Extremsport in Kamtschatka:Gefährliche Schönheit

Zehn Menschen starben hier beim Heliskiing: Kamtschatka gilt Extremsportlern als Traumziel - doch die unberührten Berge werden für Skifahrer schnell zur Falle.

Sonja Zekri

Sie nennen es das "Land aus Feuer und Eis": Kamtschatka, Russlands atemberaubend schöne, aber so gut wie unzugängliche fernöstliche Halbinsel. Zehn Menschen starben hier am Samstag beim Heliskiing, unter ihnen fünf Deutsche aus Bayern, Baden-Württemberg und Nordrhein-Westfalen sowie fünf Russen. Eines der Opfer hat offenbar die doppelte Staatsbürgerschaft gehabt, sodass die deutschen Behörden von sechs Deutschen sprachen.

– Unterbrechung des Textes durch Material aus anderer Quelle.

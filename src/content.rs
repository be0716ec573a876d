use std::fs;
use std::path::Path;

use log::debug;

use crate::domain::{ArticleRecord, Series};
use crate::error::IndexError;
use crate::fs::document_id;
use crate::value::FrontValue;

pub const DELIMITER: &str = "---";

/// A non-empty frontmatter mapping.
#[derive(Debug, Clone, PartialEq)]
pub struct Frontmatter {
    entries: Vec<(String, FrontValue)>,
}

impl Frontmatter {
    pub fn get(&self, key: &str) -> Option<&FrontValue> {
        self.entries
            .iter()
            .find(|(k, _)| k == key)
            .map(|(_, v)| v)
    }

    /// Like [`Frontmatter::get`], but an explicit `null` counts as absent.
    fn field(&self, key: &str) -> Option<FrontValue> {
        self.get(key).filter(|v| !v.is_null()).cloned()
    }
}

/// Returns the raw text between the opening and closing delimiter lines.
///
/// The first line must be the delimiter (surrounding whitespace ignored).
/// An unterminated block runs to the end of the document.
pub fn extract_frontmatter(text: &str) -> Option<String> {
    let mut lines = text.split_inclusive('\n');
    let first = lines.next()?;
    if first.trim() != DELIMITER {
        return None;
    }
    Some(lines.take_while(|line| line.trim() != DELIMITER).collect())
}

/// Parses a raw frontmatter block.
///
/// Blocks that are blank or hold an empty value yield `None`, the same as a
/// document without frontmatter.
pub fn parse_frontmatter(path: &Path, block: &str) -> Result<Option<Frontmatter>, IndexError> {
    if block.trim().is_empty() {
        return Ok(None);
    }

    let value: FrontValue =
        serde_yaml::from_str(block).map_err(|source| IndexError::Frontmatter {
            path: path.to_path_buf(),
            source,
        })?;

    match value {
        value if !value.is_truthy() => Ok(None),
        FrontValue::Mapping(entries) => Ok(Some(Frontmatter { entries })),
        _ => Err(IndexError::NotAMapping {
            path: path.to_path_buf(),
        }),
    }
}

/// Builds the index record for one document.
pub fn article_from_frontmatter(fm: &Frontmatter, document: &Path, id: String) -> ArticleRecord {
    let title = fm
        .get("title")
        .filter(|v| v.is_truthy())
        .map(|v| v.to_string())
        .unwrap_or_else(|| {
            document
                .file_stem()
                .map(|s| s.to_string_lossy().into_owned())
                .unwrap_or_default()
        });

    let series = match fm.get("series") {
        Some(series @ FrontValue::Mapping(_)) => Some(Series {
            name: series.get("name").filter(|v| !v.is_null()).cloned(),
            episode: series.get("episode").filter(|v| !v.is_null()).cloned(),
        }),
        _ => None,
    };

    ArticleRecord {
        title,
        date: fm.field("date").map(|v| v.resolve_date().to_string()),
        category: fm.field("category"),
        tag: fm.field("tag"),
        series,
        order: fm.field("order"),
        summary: fm.field("summary"),
        path: id,
    }
}

/// Reads one document and turns it into a record, or `None` when it has no
/// frontmatter.
pub fn index_document(
    root: &Path,
    document: &Path,
    extension: &str,
) -> Result<Option<ArticleRecord>, IndexError> {
    debug!("Reading {}", document.display());

    let text = fs::read_to_string(document).map_err(|source| IndexError::Read {
        path: document.to_path_buf(),
        source,
    })?;

    let Some(block) = extract_frontmatter(&text) else {
        debug!("No frontmatter, skipping {}", document.display());
        return Ok(None);
    };
    let Some(fm) = parse_frontmatter(document, &block)? else {
        debug!("Empty frontmatter, skipping {}", document.display());
        return Ok(None);
    };

    let id = document_id(root, document, extension);
    Ok(Some(article_from_frontmatter(&fm, document, id)))
}
use std::error::Error as _;
use std::path::PathBuf;

use thiserror::Error;

#[derive(Error, Debug)]
pub enum IndexError {
    #[error("Failed to read {}", path.display())]
    Read {
        path: PathBuf,
        #[source]
        source: std::io::Error,
    },
    #[error("Failed to walk articles directory")]
    Walk(#[from] walkdir::Error),
    #[error("Malformed frontmatter in {}", path.display())]
    Frontmatter {
        path: PathBuf,
        #[source]
        source: serde_yaml::Error,
    },
    #[error("Frontmatter in {} is not a key-value mapping", path.display())]
    NotAMapping { path: PathBuf },
    #[error("Failed to serialize index")]
    Serialize(#[from] serde_json::Error),
    #[error("Failed to write {}", path.display())]
    Write {
        path: PathBuf,
        #[source]
        source: std::io::Error,
    },
    #[error("Watcher error")]
    Watch(#[from] notify::Error),
}

impl IndexError {
    /// The message followed by every underlying cause, `: `-separated.
    pub fn chain(&self) -> String {
        let mut message = self.to_string();
        let mut cause = self.source();
        while let Some(err) = cause {
            message.push_str(": ");
            message.push_str(&err.to_string());
            cause = err.source();
        }
        message
    }
}
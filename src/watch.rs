use std::sync::mpsc::channel;
use std::thread;
use std::time::Duration;

use log::{error, info, warn};
use notify::event::{ModifyKind, RemoveKind};
use notify::{Event, EventKind, RecommendedWatcher, RecursiveMode, Watcher};

use crate::error::IndexError;
use crate::fs::has_extension;
use crate::{build_and_write, Args};

/// Quiet period after a change before rebuilding; editors tend to save in
/// bursts.
const DEBOUNCE: Duration = Duration::from_millis(300);

/// Whether `event` should trigger a rebuild of the index.
///
/// Removing or renaming a directory takes its articles with it, so those
/// events count even though the path carries no document extension.
pub fn is_relevant_event(event: &Event, extension: &str) -> bool {
    let moves_tree = match event.kind {
        EventKind::Remove(RemoveKind::Folder) => return true,
        EventKind::Remove(_) | EventKind::Modify(ModifyKind::Name(_)) => true,
        EventKind::Create(_) | EventKind::Modify(_) => false,
        _ => return false,
    };
    event
        .paths
        .iter()
        .any(|p| has_extension(p, extension) || (moves_tree && p.extension().is_none()))
}

/// Rebuilds the whole index on every relevant change under the articles
/// directory. Only returns if the watcher cannot be set up.
pub fn watch(args: &Args) -> Result<(), IndexError> {
    let (tx, rx) = channel();
    let extension = args.extension.clone();
    let mut watcher: RecommendedWatcher = Watcher::new(
        move |res: Result<Event, notify::Error>| match res {
            Ok(event) if is_relevant_event(&event, &extension) => {
                let _ = tx.send(());
            }
            Ok(_) => {}
            Err(err) => warn!("Watch error: {err}"),
        },
        notify::Config::default(),
    )?;
    watcher.watch(&args.articles_dir, RecursiveMode::Recursive)?;

    info!("Watching {} for changes", args.articles_dir.display());

    while rx.recv().is_ok() {
        thread::sleep(DEBOUNCE);
        while rx.try_recv().is_ok() {}

        match build_and_write(args) {
            Ok(report) => info!("Rebuilt index with {} articles", report.index.len()),
            Err(err) => error!("Rebuild failed: {}", err.chain()),
        }
    }
    Ok(())
}

#[cfg(test)]
mod tests {
    use super::*;
    use notify::event::{AccessKind, CreateKind, DataChange, RenameMode};
    use std::path::PathBuf;

    fn event(kind: EventKind, path: &str) -> Event {
        Event::new(kind).add_path(PathBuf::from(path))
    }

    #[test]
    fn document_changes_are_relevant() {
        for kind in [
            EventKind::Create(CreateKind::File),
            EventKind::Modify(ModifyKind::Any),
            EventKind::Remove(RemoveKind::File),
        ] {
            assert!(is_relevant_event(&event(kind, "docs/articles/a.md"), "md"));
        }
    }

    #[test]
    fn other_files_are_ignored() {
        let ev = event(EventKind::Modify(ModifyKind::Any), "docs/articles/a.png");
        assert!(!is_relevant_event(&ev, "md"));
    }

    #[test]
    fn reads_are_ignored() {
        let ev = event(EventKind::Access(AccessKind::Any), "docs/articles/a.md");
        assert!(!is_relevant_event(&ev, "md"));
    }

    #[test]
    fn removing_a_directory_is_relevant() {
        let ev = event(EventKind::Remove(RemoveKind::Folder), "docs/articles/series");
        assert!(is_relevant_event(&ev, "md"));
        let dotted = event(EventKind::Remove(RemoveKind::Folder), "docs/articles/v1.2");
        assert!(is_relevant_event(&dotted, "md"));
        let unknown = event(EventKind::Remove(RemoveKind::Any), "docs/articles/series");
        assert!(is_relevant_event(&unknown, "md"));
    }

    #[test]
    fn renaming_a_directory_is_relevant() {
        for mode in [RenameMode::From, RenameMode::To, RenameMode::Both] {
            let ev = event(
                EventKind::Modify(ModifyKind::Name(mode)),
                "docs/articles/series",
            );
            assert!(is_relevant_event(&ev, "md"), "{mode:?}");
        }
    }

    #[test]
    fn writes_to_extensionless_files_are_ignored() {
        let ev = event(
            EventKind::Modify(ModifyKind::Data(DataChange::Content)),
            "docs/articles/README",
        );
        assert!(!is_relevant_event(&ev, "md"));
        let created = event(EventKind::Create(CreateKind::Folder), "docs/articles/new");
        assert!(!is_relevant_event(&created, "md"));
    }
}
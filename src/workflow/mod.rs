pub mod activation_ctx;
pub mod generation_flow;

pub use activation_ctx::ActivationCtx;
pub use generation_flow::{CacheLookup, GenerationOrchestrator, Resolution, ResolutionOrigin};
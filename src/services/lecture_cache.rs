//! 讲义缓存 - 业务能力层
//!
//! 单槽缓存：最多保留一份讲义，最后一次写入的结果会被之后每次 get() 返回，
//! 直到显式 clear()。查找时不区分主题。

use futures::future::{BoxFuture, FutureExt};
use std::io::ErrorKind;
use std::path::{Path, PathBuf};
use std::sync::Mutex;
use tokio::fs;
use tracing::{debug, warn};

use crate::error::CacheError;
use crate::models::CachedLecture;

/// 单槽讲义缓存
pub trait LectureCache: Send + Sync {
    /// 读取缓存槽，无内容或内容不可用时返回 None
    fn get(&self) -> BoxFuture<'_, Option<CachedLecture>>;

    /// 覆盖写入缓存槽
    fn set<'a>(&'a self, entry: &'a CachedLecture) -> BoxFuture<'a, Result<(), CacheError>>;

    /// 清空缓存槽
    fn clear(&self) -> BoxFuture<'_, Result<(), CacheError>>;
}

/// 进程内缓存
#[derive(Default)]
pub struct MemoryCache {
    slot: Mutex<Option<CachedLecture>>,
}

impl MemoryCache {
    pub fn new() -> Self {
        Self::default()
    }

    /// 预置一条缓存
    pub fn with_entry(entry: CachedLecture) -> Self {
        Self {
            slot: Mutex::new(Some(entry)),
        }
    }

    /// 同步读取当前内容
    pub fn snapshot(&self) -> Option<CachedLecture> {
        self.slot.lock().ok().and_then(|slot| slot.clone())
    }
}

impl LectureCache for MemoryCache {
    fn get(&self) -> BoxFuture<'_, Option<CachedLecture>> {
        let entry = self.snapshot();
        async move { entry }.boxed()
    }

    fn set<'a>(&'a self, entry: &'a CachedLecture) -> BoxFuture<'a, Result<(), CacheError>> {
        if let Ok(mut slot) = self.slot.lock() {
            *slot = Some(entry.clone());
        }
        async { Ok(()) }.boxed()
    }

    fn clear(&self) -> BoxFuture<'_, Result<(), CacheError>> {
        if let Ok(mut slot) = self.slot.lock() {
            *slot = None;
        }
        async { Ok(()) }.boxed()
    }
}

/// 磁盘缓存
///
/// 以 JSON 文件保存唯一一条缓存，进程重启（即"刷新页面"）后依然可读。
pub struct FileCache {
    path: PathBuf,
}

impl FileCache {
    pub fn new(path: impl Into<PathBuf>) -> Self {
        Self { path: path.into() }
    }

    pub fn path(&self) -> &Path {
        &self.path
    }

    async fn read_entry(&self) -> Option<CachedLecture> {
        let content = match fs::read_to_string(&self.path).await {
            Ok(content) => content,
            Err(e) if e.kind() == ErrorKind::NotFound => {
                debug!("缓存文件不存在: {}", self.path.display());
                return None;
            }
            Err(e) => {
                warn!("⚠️ 无法读取缓存文件 {}: {}，按未命中处理", self.path.display(), e);
                return None;
            }
        };

        match serde_json::from_str(&content) {
            Ok(entry) => Some(entry),
            Err(e) => {
                warn!("⚠️ 缓存文件内容损坏 {}: {}，按未命中处理", self.path.display(), e);
                None
            }
        }
    }

    async fn write_entry(&self, entry: &CachedLecture) -> Result<(), CacheError> {
        let json = serde_json::to_string_pretty(entry)?;

        if let Some(parent) = self.path.parent().filter(|p| !p.as_os_str().is_empty()) {
            fs::create_dir_all(parent).await.map_err(|source| self.io_error(source))?;
        }

        // 先写临时文件再改名，避免读到写了一半的内容
        let tmp_path = self.path.with_extension("json.tmp");
        fs::write(&tmp_path, json).await.map_err(|source| self.io_error(source))?;
        fs::rename(&tmp_path, &self.path)
            .await
            .map_err(|source| self.io_error(source))?;

        debug!("缓存已写入: {}", self.path.display());
        Ok(())
    }

    async fn remove_entry(&self) -> Result<(), CacheError> {
        match fs::remove_file(&self.path).await {
            Ok(()) => Ok(()),
            Err(e) if e.kind() == ErrorKind::NotFound => Ok(()),
            Err(source) => Err(self.io_error(source)),
        }
    }

    fn io_error(&self, source: std::io::Error) -> CacheError {
        CacheError::Io {
            path: self.path.clone(),
            source,
        }
    }
}

impl LectureCache for FileCache {
    fn get(&self) -> BoxFuture<'_, Option<CachedLecture>> {
        self.read_entry().boxed()
    }

    fn set<'a>(&'a self, entry: &'a CachedLecture) -> BoxFuture<'a, Result<(), CacheError>> {
        self.write_entry(entry).boxed()
    }

    fn clear(&self) -> BoxFuture<'_, Result<(), CacheError>> {
        self.remove_entry().boxed()
    }
}

#[cfg(test)]
mod tests {
    use super::*;
    use crate::models::LectureDocument;
    use serde_json::json;

    fn entry(topic: &str, title: &str) -> CachedLecture {
        CachedLecture::new(
            topic,
            LectureDocument {
                title: title.to_string(),
                slides: json!([{ "heading": title }]),
                research_tasks: Vec::new(),
            },
        )
    }

    #[tokio::test]
    async fn test_memory_cache_last_write_wins() {
        let cache = MemoryCache::new();
        assert!(cache.get().await.is_none());

        cache.set(&entry("a", "A")).await.unwrap();
        cache.set(&entry("b", "B")).await.unwrap();
        assert_eq!(cache.get().await.unwrap().lecture.title, "B");
        assert_eq!(cache.get().await.unwrap().lecture.title, "B");

        cache.clear().await.unwrap();
        assert!(cache.get().await.is_none());
    }

    #[tokio::test]
    async fn test_file_cache_survives_new_instance() {
        let dir = tempfile::tempdir().unwrap();
        let path = dir.path().join("nested").join("lecture.json");

        FileCache::new(&path).set(&entry("photosynthesis", "Photosynthesis")).await.unwrap();

        // 新实例模拟页面刷新
        let reloaded = FileCache::new(&path).get().await.unwrap();
        assert_eq!(reloaded.topic, "photosynthesis");
        assert_eq!(reloaded.lecture.title, "Photosynthesis");
    }

    #[tokio::test]
    async fn test_file_cache_corrupt_file_is_a_miss() {
        let dir = tempfile::tempdir().unwrap();
        let path = dir.path().join("lecture.json");
        std::fs::write(&path, "{ not json").unwrap();

        assert!(FileCache::new(&path).get().await.is_none());
    }

    #[tokio::test]
    async fn test_file_cache_clear_is_idempotent() {
        let dir = tempfile::tempdir().unwrap();
        let cache = FileCache::new(dir.path().join("lecture.json"));

        cache.clear().await.unwrap();
        cache.set(&entry("a", "A")).await.unwrap();
        cache.clear().await.unwrap();
        assert!(cache.get().await.is_none());
        assert!(!cache.path().exists());
    }
}
//! 远程服务接口 - 业务能力层
//!
//! 生成服务和持久化服务都是外部黑盒，这里只描述"能做什么"。
//! HTTP 实现见 `clients`，测试中可以替换成内存实现。

use futures::future::BoxFuture;
use serde::{Deserialize, Serialize};

use crate::error::ApiError;
use crate::models::{LectureDocument, Topic};

/// 生成请求体
#[derive(Debug, Clone, Serialize, Deserialize, PartialEq, Eq)]
pub struct GenerateLectureRequest {
    pub topic: String,
}

/// 保存请求体
#[derive(Debug, Clone, Serialize, Deserialize, PartialEq, Eq)]
pub struct StoreLectureRequest {
    pub topic: String,
    pub title: String,
    /// 序列化后的幻灯片
    pub content: String,
}

/// 讲义生成服务
pub trait GenerationService: Send + Sync {
    /// 按主题生成讲义；非成功状态、结构不符、网络失败都返回错误
    fn generate<'a>(&'a self, topic: &'a Topic) -> BoxFuture<'a, Result<LectureDocument, ApiError>>;
}

/// 讲义持久化服务
pub trait PersistenceService: Send + Sync {
    /// 保存讲义；成功时响应体为空
    fn store<'a>(&'a self, request: &'a StoreLectureRequest) -> BoxFuture<'a, Result<(), ApiError>>;
}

Das tödliche Lawinenunglück soll von den Wintersportlern selbst ausgelöst worden sein, teilte das Zivilschutzministerium am Montag mit. Zunächst hatte es geheißen, ein Helikopter hätte die Lawine verursacht. Wie das Unglück genau ablief, werden künftige Untersuchungen zeigen. Sicher ist: Die Touristen fielen einem von vielen Risiken zum Opfer, die es auf der russischen Halbinsel gibt. Auf Kamtschakta gibt es Säureseen und schwefelige Dämpfe, Unvorsichtige können durch Erdspalten in brodelnde Flüssigkeiten stürzen oder von Bären zerrissen werden. Auf einer Fläche so groß wie Deutschland und Österreich zusammen ragen hier 30 aktive Vulkane und mehr als 100 erloschene auf. Berge von bis zu 4800 Metern Höhe fallen jäh ins Meer ab. In den Reiseführern steht, Einheimische warnen, man finde "keine Wege, nur Richtungen".

Bis 1990 war die Halbinsel militärisches Sperrgebiet, seitdem ist sie ein Geheimtipp für Extremurlauber, die schon mit den Tuareg durch die Wüste gezogen sind und den Lenin-Gipfel in Tadschikistan bezwungen haben. In den Flüssen Kamtschatkas schwimmen so viele Lachse wie nirgendwo sonst auf der Welt, und mit etwas Glück sieht man einen Bären auf der Fischjagd. Es ist, als sehe man der Erde bei ihrer Entstehung zu, sagen die, die da waren. Zu den vielen Opfern dieses so feindlichen und so faszinierenden Landstriches zählt auch Vitus Bering (1681-1741). Acht Jahre bereitete er eine Expedition nach Kamtschatka vor, die klären sollte, ob es eine Landverbindung zwischen Russland und Amerika gibt; Bering betrat tatsächlich als erster Europäer Alaska, konnte aber nur ein paar Stunden bleiben und starb vor der Küste Kamtschatkas auf der Awatscha-Insel, die später in Beringinsel umbenannt wurde, durch Vitamin-C-Mangel an Skorbut.

Inzwischen ist die Versorgung auf Kamtschatka besser, aber noch immer nicht überragend. Die 350000 Bewohner - 200000 von ihnen leben allein in der Hauptstadt Petropawlowsk, und werden ohnehin mit jedem Jahr weniger - sind den gewaltigen Naturräumen ausgeliefert. Seit dem Ende der Sowjetunion ist der Transport mit Hubschraubern, früher eine Art öffentlicher Nahverkehr, in ganz Sibirien und im Fernen Osten teuer geworden. Die Plattenbauten verfallen, die Arbeitslosigkeit ist hoch, die Sommer sind kurz. Die Tage der ruhmreichen sowjetischen Pazifikflotte sind längst vorbei. Heute ziehen abgehalfterte Kutter tonnenweise Fisch aus dem Meer, der an Japan verkauft wird. Doch wer es sich leisten kann, reist aus. Allerdings: Die wenigsten können.

So ist der Tourismus eine der raren Einnahmequellen. Entsprechend teuer sind die Touren auf die Vulkane. Sechs Tage Heliskiurlaub kosten mehr als 4000Euro, und darin ist die Anreise noch nicht einmal enthalten. Wie alle anderen exklusiven Freizeitvergnügen hier am Ende der Welt ist Heliskiing kostspielig - und manchmal auch gefährlich.